# Test-Train Split

In the following code we take the preprocessed articles in cleaned_strings.csv created from 02-PreProcessing.ipynb and separate them into a training and test set. The training set will be composed of 90% of the articles from each topic (meaning the test set will be the remaining 10% of each topic), which we found preferable to simply taking 90% of all the articles, as that would open up the possibility of some topics being overrepresented or underrepresented in the training and test sets.

In [14]:
# Importing the necessary libraries
import os
import pandas as pd
import random
from numpy.random import RandomState
rng = RandomState()
random.seed(1)

# Read the preprocessed articles in and create 5 separate dataframes for each topic
df = pd.read_csv('cleaned_strings.csv')
print(df.shape)
b = df[df['category'] == 'business']
e = df[df['category'] == 'entertainment']
p = df[df['category'] == 'politics']
s = df[df['category'] == 'sport']
t = df[df['category'] == 'tech']

# Determining the number of articles from each topic to be included in the test set
num = []
num.append(round(len(b) * 0.1))
num.append(round(len(e) * 0.1))
num.append(round(len(p) * 0.1))
num.append(round(len(s) * 0.1))
num.append(round(len(t) * 0.1))


# Randomly selecting the desired number of articles from each topic to include in the test set
test = [b.sample(n=num[0], random_state=rng),
        e.sample(n=num[1], random_state=rng),
        p.sample(n=num[2], random_state=rng),
        s.sample(n=num[3], random_state=rng),
        t.sample(n=num[4], random_state=rng)]

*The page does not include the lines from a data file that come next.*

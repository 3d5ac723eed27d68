//! Fuzz target for decrypt on tampered envelopes
//!
//! Seals a message with arbitrary associated data, applies an arbitrary
//! mutation to one envelope field, and decrypts.
//!
//! # Invariants
//!
//! - decrypt NEVER panics
//! - A mutated envelope never yields plaintext
//! - An unmutated envelope always yields the original plaintext

#![no_main]

use std::sync::Arc;

use arbitrary::Arbitrary;
use keyward_core::{
    CiphertextEnvelope, EncryptionEngine, EngineConfig, MemoryRepository, SecureBuffer, SimEnv,
    StaticMembership, validator::MAX_ASSOCIATED_DATA_SIZE,
};
use libfuzzer_sys::fuzz_target;

#[derive(Debug, Arbitrary)]
struct Scenario {
    seed: u64,
    body: Vec<u8>,
    associated_data: Vec<u8>,
    tamper: Tamper,
}

#[derive(Debug, Arbitrary)]
enum Tamper {
    None,
    FlipCiphertext { index: u16, mask: u8 },
    FlipTag { index: u8, mask: u8 },
    FlipNonce { index: u8, mask: u8 },
    ReplaceTag(Vec<u8>),
    ReplaceNonce(Vec<u8>),
    FlipAssociatedData { index: u16, mask: u8 },
    ReplaceAssociatedData(Vec<u8>),
    KeyVersion(u64),
    Truncate(u16),
}

/// Apply the mutation. Returns false if it turned out to be a no-op.
fn apply(envelope: &mut CiphertextEnvelope, tamper: &Tamper) -> bool {
    fn flip(bytes: &mut [u8], index: usize, mask: u8) -> bool {
        if bytes.is_empty() || mask == 0 {
            return false;
        }
        let len = bytes.len();
        bytes[index % len] ^= mask;
        true
    }

    match tamper {
        Tamper::None => false,
        Tamper::FlipCiphertext { index, mask } => {
            flip(&mut envelope.ciphertext, usize::from(*index), *mask)
        },
        Tamper::FlipTag { index, mask } => {
            flip(&mut envelope.integrity_tag, usize::from(*index), *mask)
        },
        Tamper::FlipNonce { index, mask } => flip(&mut envelope.nonce, usize::from(*index), *mask),
        Tamper::ReplaceTag(tag) => {
            let changed = *tag != envelope.integrity_tag;
            envelope.integrity_tag.clone_from(tag);
            changed
        },
        Tamper::ReplaceNonce(nonce) => {
            let changed = *nonce != envelope.nonce;
            envelope.nonce.clone_from(nonce);
            changed
        },
        Tamper::FlipAssociatedData { index, mask } => {
            flip(&mut envelope.associated_data, usize::from(*index), *mask)
        },
        Tamper::ReplaceAssociatedData(associated_data) => {
            let changed = *associated_data != envelope.associated_data;
            envelope.associated_data.clone_from(associated_data);
            changed
        },
        Tamper::KeyVersion(version) => {
            let changed = *version != envelope.key_version;
            envelope.key_version = *version;
            changed
        },
        Tamper::Truncate(len) => {
            let len = usize::from(*len);
            let changed = len < envelope.ciphertext.len();
            envelope.ciphertext.truncate(len);
            changed
        },
    }
}

fuzz_target!(|scenario: Scenario| {
    if scenario.body.is_empty() {
        return;
    }

    let membership = StaticMembership::new();
    membership.set("conv-1", ["alice"]);
    let config = EngineConfig {
        message_limits: keyward_core::MessageLimits {
            encoding: keyward_core::BodyEncoding::Binary,
            ..Default::default()
        },
        ..EngineConfig::default()
    };
    let engine = EncryptionEngine::new(
        MemoryRepository::new(),
        SimEnv::with_seed(scenario.seed),
        Arc::new(membership),
        config,
    );
    engine.rotate_key("conv-1").expect("provisioning in memory cannot fail");

    let limit = scenario.associated_data.len().min(MAX_ASSOCIATED_DATA_SIZE);
    let associated_data = &scenario.associated_data[..limit];

    let mut plaintext = SecureBuffer::from_slice(&scenario.body);
    let mut envelope = engine
        .encrypt_with_associated_data("alice", "conv-1", &mut plaintext, associated_data)
        .expect("encrypt");

    let tampered = apply(&mut envelope, &scenario.tamper);

    match engine.decrypt("alice", "conv-1", &envelope) {
        Ok(opened) => {
            assert!(!tampered, "tampered envelope decrypted: {:?}", scenario.tamper);
            assert_eq!(opened.as_slice(), scenario.body.as_slice());
        },
        Err(e) => assert!(tampered, "untouched envelope failed: {e}"),
    }
});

# Putting the remainder of the articles in the training set
train = [b.loc[~b.index.isin(test[0].index)],
        e.loc[~e.index.isin(test[1].index)],
        p.loc[~p.index.isin(test[2].index)],
        s.loc[~s.index.isin(test[3].index)],
        t.loc[~t.index.isin(test[4].index)]]

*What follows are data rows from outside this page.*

#[cfg(test)]
mod tests {
    use std::sync::Arc;

    use keyward_crypto::SecureBuffer;

    use super::*;
    use crate::{
        EngineConfig, audit::RecordingAudit, env::SimEnv, membership::StaticMembership,
        storage::MemoryRepository,
    };

    fn engine(config: EngineConfig) -> (EncryptionEngine<MemoryRepository, SimEnv>, SimEnv) {
        let membership = StaticMembership::new();
        membership.set("conv-1", ["alice"]);
        let env = SimEnv::with_seed(3);

        let engine = EncryptionEngine::new(
            MemoryRepository::new(),
            env.clone(),
            Arc::new(membership),
            config,
        );
        (engine, env)
    }

    #[test]
    fn first_rotation_provisions_v1() {
        let (engine, _) = engine(EngineConfig::default());

        assert_eq!(engine.rotate_key("conv-1").unwrap(), 1);
        assert_eq!(engine.repository().get_active("conv-1").unwrap().version(), 1);
        assert!(engine.repository().list_retiring("conv-1").unwrap().is_empty());
    }

    #[test]
    fn rotation_retires_previous_with_grace_deadline() {
        let (engine, env) = engine(EngineConfig::default());
        engine.rotate_key("conv-1").unwrap();
        env.advance(Duration::from_secs(10));

        assert_eq!(engine.rotate_key("conv-1").unwrap(), 2);

        let retiring = engine.repository().list_retiring("conv-1").unwrap();
        assert_eq!(retiring.len(), 1);
        assert_eq!(
            retiring[0].metadata().grace_deadline,
            Some(SimEnv::START_SECS + 10 + EngineConfig::DEFAULT_GRACE_PERIOD.as_secs())
        );
        assert_eq!(engine.cached_version("conv-1"), Some(2));
    }

    #[test]
    fn demotion_persists_message_count() {
        let (engine, _) = engine(EngineConfig::default());
        engine.rotate_key("conv-1").unwrap();

        for _ in 0..3 {
            engine.encrypt("alice", "conv-1", &mut SecureBuffer::from("m")).unwrap();
        }
        engine.rotate_key("conv-1").unwrap();

        let old = engine.repository().get_by_version("conv-1", 1).unwrap();
        assert_eq!(old.metadata().messages_encrypted, 3);
    }

    #[test]
    fn compromise_revokes_and_audits() {
        let (engine, _) = engine(EngineConfig::default());
        let audit = Arc::new(RecordingAudit::new());
        let engine = engine.with_audit(audit.clone());
        engine.rotate_key("conv-1").unwrap();

        let version =
            engine.handle_trigger("conv-1", &RotationTrigger::SuspectedCompromise).unwrap();

        assert_eq!(version, 2);
        let old = engine.repository().get_by_version("conv-1", 1).unwrap();
        assert_eq!(old.state(), KeyState::Revoked);
        assert!(old.is_tombstoned());
        assert_eq!(
            audit.events(),
            vec![AuditEvent::KeyCompromised {
                conversation_id: "conv-1".into(),
                revoked_version: 1,
                new_version: 2,
            }]
        );
    }

    #[test]
    fn destroy_policy_purges_revoked_keys() {
        let config = EngineConfig {
            revoked_key_policy: RevokedKeyPolicy::Destroy,
            ..EngineConfig::default()
        };
        let (engine, _) = engine(config);
        engine.rotate_key("conv-1").unwrap();
        engine.revoke_and_rotate("conv-1").unwrap();

        assert!(engine.repository().get_by_version("conv-1", 1).unwrap_err().is_not_found());
        assert_eq!(engine.repository().latest_version("conv-1").unwrap(), Some(2));
    }

    #[test]
    fn revoke_version_of_retiring_key() {
        let (engine, _) = engine(EngineConfig::default());
        engine.rotate_key("conv-1").unwrap();
        engine.rotate_key("conv-1").unwrap();

        engine.revoke_version("conv-1", 1).unwrap();
        engine.revoke_version("conv-1", 1).unwrap();

        let old = engine.repository().get_by_version("conv-1", 1).unwrap();
        assert_eq!(old.state(), KeyState::Revoked);
        assert_eq!(engine.repository().get_active("conv-1").unwrap().version(), 2);
    }

    #[test]
    fn revoke_version_of_active_key_rotates() {
        let (engine, _) = engine(EngineConfig::default());
        engine.rotate_key("conv-1").unwrap();

        engine.revoke_version("conv-1", 1).unwrap();

        assert_eq!(engine.repository().get_active("conv-1").unwrap().version(), 2);
        assert!(engine.repository().list_retiring("conv-1").unwrap().is_empty());
    }

    #[test]
    fn revoke_unknown_version_is_not_found() {
        let (engine, _) = engine(EngineConfig::default());

        assert!(matches!(
            engine.revoke_version("conv-1", 9),
            Err(EngineError::KeyNotFound { version: Some(9), .. })
        ));
    }

    #[test]
    fn rotation_due_by_age_and_by_count() {
        let config = EngineConfig { max_messages_per_key: 2, ..EngineConfig::default() };
        let (engine, env) = engine(config);
        engine.rotate_key("conv-1").unwrap();
        assert_eq!(engine.rotation_due("conv-1").unwrap(), None);

        engine.encrypt("alice", "conv-1", &mut SecureBuffer::from("a")).unwrap();
        engine.encrypt("alice", "conv-1", &mut SecureBuffer::from("b")).unwrap();
        assert_eq!(engine.rotation_due("conv-1").unwrap(), Some(RotationTrigger::Scheduled));
        assert_eq!(engine.rotate_if_due("conv-1").unwrap(), Some(2));
        assert_eq!(engine.rotate_if_due("conv-1").unwrap(), None);

        env.advance(EngineConfig::DEFAULT_ROTATION_INTERVAL);
        assert_eq!(engine.rotate_if_due("conv-1").unwrap(), Some(3));
    }

    #[test]
    fn encrypt_at_cap_rotates_inline() {
        let config = EngineConfig { max_messages_per_key: 2, ..EngineConfig::default() };
        let (engine, _) = engine(config);
        engine.rotate_key("conv-1").unwrap();

        let versions: Vec<u64> = (0..5)
            .map(|_| engine.encrypt("alice", "conv-1", &mut SecureBuffer::from("m")).unwrap())
            .map(|envelope| envelope.key_version)
            .collect();

        assert_eq!(versions, vec![1, 1, 2, 2, 3]);
        for version in [1, 2] {
            let old = engine.repository().get_by_version("conv-1", version).unwrap();
            assert_eq!(old.state(), KeyState::Retiring);
            assert_eq!(old.metadata().messages_encrypted, 2);
        }
    }

    #[test]
    fn zero_cap_is_exhausted() {
        let config = EngineConfig { max_messages_per_key: 0, ..EngineConfig::default() };
        let (engine, _) = engine(config);
        engine.rotate_key("conv-1").unwrap();
        let mut body = SecureBuffer::from("m");

        let err = engine.encrypt("alice", "conv-1", &mut body).unwrap_err();

        assert_eq!(err, EngineError::KeyExhausted { conversation_id: "conv-1".into(), version: 2 });
        assert!(body.is_wiped());
    }

    #[test]
    fn counters_are_reserved_in_storage_ahead_of_use() {
        use crate::engine::cache::COUNTER_BLOCK;

        let (engine, _) = engine(EngineConfig::default());
        engine.rotate_key("conv-1").unwrap();
        let stored = || {
            engine.repository().get_active("conv-1").unwrap().metadata().messages_encrypted
        };
        assert_eq!(stored(), 0);

        engine.encrypt("alice", "conv-1", &mut SecureBuffer::from("m")).unwrap();
        assert_eq!(stored(), COUNTER_BLOCK);

        for _ in 1..COUNTER_BLOCK {
            engine.encrypt("alice", "conv-1", &mut SecureBuffer::from("m")).unwrap();
        }
        assert_eq!(stored(), COUNTER_BLOCK);

        engine.encrypt("alice", "conv-1", &mut SecureBuffer::from("m")).unwrap();
        assert_eq!(stored(), 2 * COUNTER_BLOCK);
    }

    #[test]
    fn sweep_revokes_only_expired() {
        let (engine, env) = engine(EngineConfig::default());
        engine.rotate_key("conv-1").unwrap();
        engine.rotate_key("conv-1").unwrap();
        env.advance(Duration::from_secs(60));
        engine.rotate_key("conv-1").unwrap();

        env.advance(EngineConfig::DEFAULT_GRACE_PERIOD - Duration::from_secs(30));
        assert_eq!(engine.sweep_all().unwrap(), 1);

        let retiring = engine.repository().list_retiring("conv-1").unwrap();
        let versions: Vec<u64> = retiring.iter().map(EncryptionKey::version).collect();
        assert_eq!(versions, vec![2]);

        env.advance(Duration::from_secs(30));
        assert_eq!(engine.sweep("conv-1").unwrap(), 1);
        assert_eq!(engine.sweep("conv-1").unwrap(), 0);
    }
}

# Turning the lists into dataframes
testframe = pd.concat(test)
trainframe = pd.concat(train)

print(testframe.shape)
print(trainframe.shape)

(2225, 3)
(223, 3)
(2002, 3)


In [15]:
# Creating .csv files from the dataframes

#************************************************************************************************
testframe.to_csv('articles_test_90_10.csv', sep=",", index=False)
trainframe.to_csv('articles_train_90_10.csv', sep=",", index=False)
#************************************************************************************************